Increased EZH2 function in regulatory T cells promotes their capacity to suppress autoimmunity by driving effector differentiation prior to activation

The immunosuppressive function of regulatory T (Treg) cells is essential for maintaining immune homeostasis. Enhancer of zeste homolog 2 (EZH2), a histone H3 lysine 27 (H3K27) methyltransferase, plays a key role in maintaining Treg cell function upon CD28 co-stimulation, and Ezh2 deletion in Treg cells causes autoimmunity. Here we assessed whether increased EZH2 activity in Treg cells would improve Treg cell function. Using an Ezh2 gain-of-function mutation, Ezh2 ^Y641F , we found that Treg cells expressing Ezh2 ^Y641F displayed an increased effector Treg phenotype and were poised for improved homing to organ tissues.
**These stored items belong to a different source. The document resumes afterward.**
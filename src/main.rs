use std::{
    env,
    net::{IpAddr, Ipv6Addr},
    process,
    str::FromStr,
};

mod ikev2;
mod logger;

const USAGE_INSTRUCTIONS: &str = "Usage:
> ikaros [OPTIONS] serve
Options:
      --log-level=<LOG_LEVEL> Log level, defaults to info
      --listen-ip=<IP> Listen IP address, may be specified multiple times, defaults to ::
      --port=<PORT> IKE UDP port, defaults to 500
      --nat-port=<PORT> NAT traversal UDP port, defaults to 4500
> ikaros help";

struct Args {
    log_level: log::LevelFilter,
    config: ikev2::Config,
}

impl Args {
    fn parse() -> Args {
        fn fail_with_error(name: &str, value: &str, err: &dyn std::error::Error) -> ! {
            eprintln!("Argument {} has an unsupported value {}: {}", name, value, err);
            println!("{}", USAGE_INSTRUCTIONS);
            process::exit(2);
        }
        let mut log_level = log::LevelFilter::Info;
        let mut listen_ips = Vec::new();
        let mut port = 500u16;
        let mut nat_port = 4500u16;
        let mut serve = false;
        for arg in env::args().skip(1) {
            if let Some((name, value)) = arg.split_once('=') {
                match name {
                    "--log-level" => match log::LevelFilter::from_str(value) {
                        Ok(level) => log_level = level,
                        Err(err) => fail_with_error(name, value, &err),
                    },
                    "--listen-ip" => match IpAddr::from_str(value) {
                        Ok(ip) => listen_ips.push(ip),
                        Err(err) => fail_with_error(name, value, &err),
                    },
                    "--port" => match u16::from_str(value) {
                        Ok(value) => port = value,
                        Err(err) => fail_with_error(name, value, &err),
                    },
                    "--nat-port" => match u16::from_str(value) {
                        Ok(value) => nat_port = value,
                        Err(err) => fail_with_error(name, value, &err),
                    },
                    _ => {
                        eprintln!("Unsupported argument {}", arg);
                        println!("{}", USAGE_INSTRUCTIONS);
                        process::exit(2);
                    }
                }
            } else if arg == "serve" {
                serve = true;
            } else if arg == "help" {
                println!("{}", USAGE_INSTRUCTIONS);
                process::exit(0);
            } else {
                eprintln!("Unsupported command {}", arg);
                println!("{}", USAGE_INSTRUCTIONS);
                process::exit(2);
            }
        }
        if !serve {
            eprintln!("No command specified");
            println!("{}", USAGE_INSTRUCTIONS);
            process::exit(2);
        }
        if listen_ips.is_empty() {
            listen_ips.push(IpAddr::V6(Ipv6Addr::UNSPECIFIED));
        }
        Args {
            log_level,
            config: ikev2::Config {
                listen_ips,
                port,
                nat_port,
            },
        }
    }
}

fn main() {
    let args = Args::parse();
    if let Err(err) = logger::setup_logger(args.log_level) {
        eprintln!("Failed to set up logger: {}", err);
        process::exit(1);
    }
    let server = ikev2::Server::new(args.config);
    if let Err(err) = server.run() {
        eprintln!("Server failed: {}", err);
        process::exit(1);
    }
}
//! Conveyline Export - flatten enriched transfers into a spreadsheet-ready CSV
//!
//! One row per persisted transfer with columns `ParcelNumber`, `Date`,
//! `Price`, `ConveyanceTax`. The tax column is either a plain decimal
//! number or `ERROR`.

use std::path::{Path, PathBuf};
use std::time::{Duration, Instant};

use anyhow::Context;
use conveyline_core::read_array;
use serde_json::Value;

/// CSV header row
pub const HEADER: [&str; 4] = ["ParcelNumber", "Date", "Price", "ConveyanceTax"];

/// Written in place of any tax value that is not a number
pub const ERROR: &str = "ERROR";

/// Conversion summary
#[derive(Debug, Clone)]
pub struct Summary {
    pub output_path: PathBuf,
    pub rows: usize,
    /// Rows whose tax column became `ERROR`
    pub tax_errors: usize,
    pub elapsed: Duration,
}

/// Normalize a stored `ConveyanceTax` value for the CSV.
///
/// Thousands separators are removed and the rest must parse as a finite
/// number. Sentinels, error descriptions and non-string values all become
/// `ERROR`.
pub fn normalize_tax(value: &Value) -> String {
    let Some(text) = value.as_str() else {
        return ERROR.to_string();
    };
    if text == ERROR || text == "Not found" {
        return ERROR.to_string();
    }
    let cleaned = text.replace(',', "");
    match cleaned.trim().parse::<f64>() {
        Ok(amount) if amount.is_finite() => cleaned,
        _ => ERROR.to_string(),
    }
}

/// Cell text for a scalar field: strings unquoted, other values as JSON,
/// missing or null as an empty cell.
fn cell(record: &Value, name: &str) -> String {
    match record.get(name) {
        None | Some(Value::Null) => String::new(),
        Some(Value::String(s)) => s.clone(),
        Some(other) => other.to_string(),
    }
}

/// Flatten one persisted transfer into a CSV row
pub fn to_row(record: &Value) -> [String; 4] {
    [
        cell(record, "ParcelNumber"),
        cell(record, "Date"),
        cell(record, "Price"),
        normalize_tax(record.get("ConveyanceTax").unwrap_or(&Value::Null)),
    ]
}

/// Convert an enriched transfer file to CSV
pub fn run(input: &Path, output: &Path) -> anyhow::Result<Summary> {
    let start = Instant::now();
    let records = read_array(input)?;
    log::info!("Read {} records from {}", records.len(), input.display());

    let mut writer = csv::Writer::from_path(output)
        .with_context(|| format!("Cannot create {}", output.display()))?;
    writer.write_record(HEADER)?;

    let mut tax_errors = 0;
    for record in &records {
        let row = to_row(record);
        if row[3] == ERROR {
            tax_errors += 1;
        }
        writer.write_record(&row)?;
    }
    writer
        .flush()
        .with_context(|| format!("Cannot write {}", output.display()))?;

    let summary = Summary {
        output_path: output.to_path_buf(),
        rows: records.len(),
        tax_errors,
        elapsed: start.elapsed(),
    };
    log::info!(
        "Converted {} records to {} ({} without a usable tax amount)",
        summary.rows,
        summary.output_path.display(),
        summary.tax_errors
    );
    Ok(summary)
}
Expression of Ezh2 ^Y641F in Treg cells led to more rapid remission from autoimmunity. H3K27me3 profiling and transcriptomic analysis revealed a redistribution of H3K27me3, which prompted a gene expression profile in naïve Ezh2 ^Y641F Treg cells that recapitulated aspects of CD28-activated Ezh2 ^WT Treg cells. Altogether, increased EZH2 activity promotes the differentiation of effector Treg cells that can better suppress autoimmunity.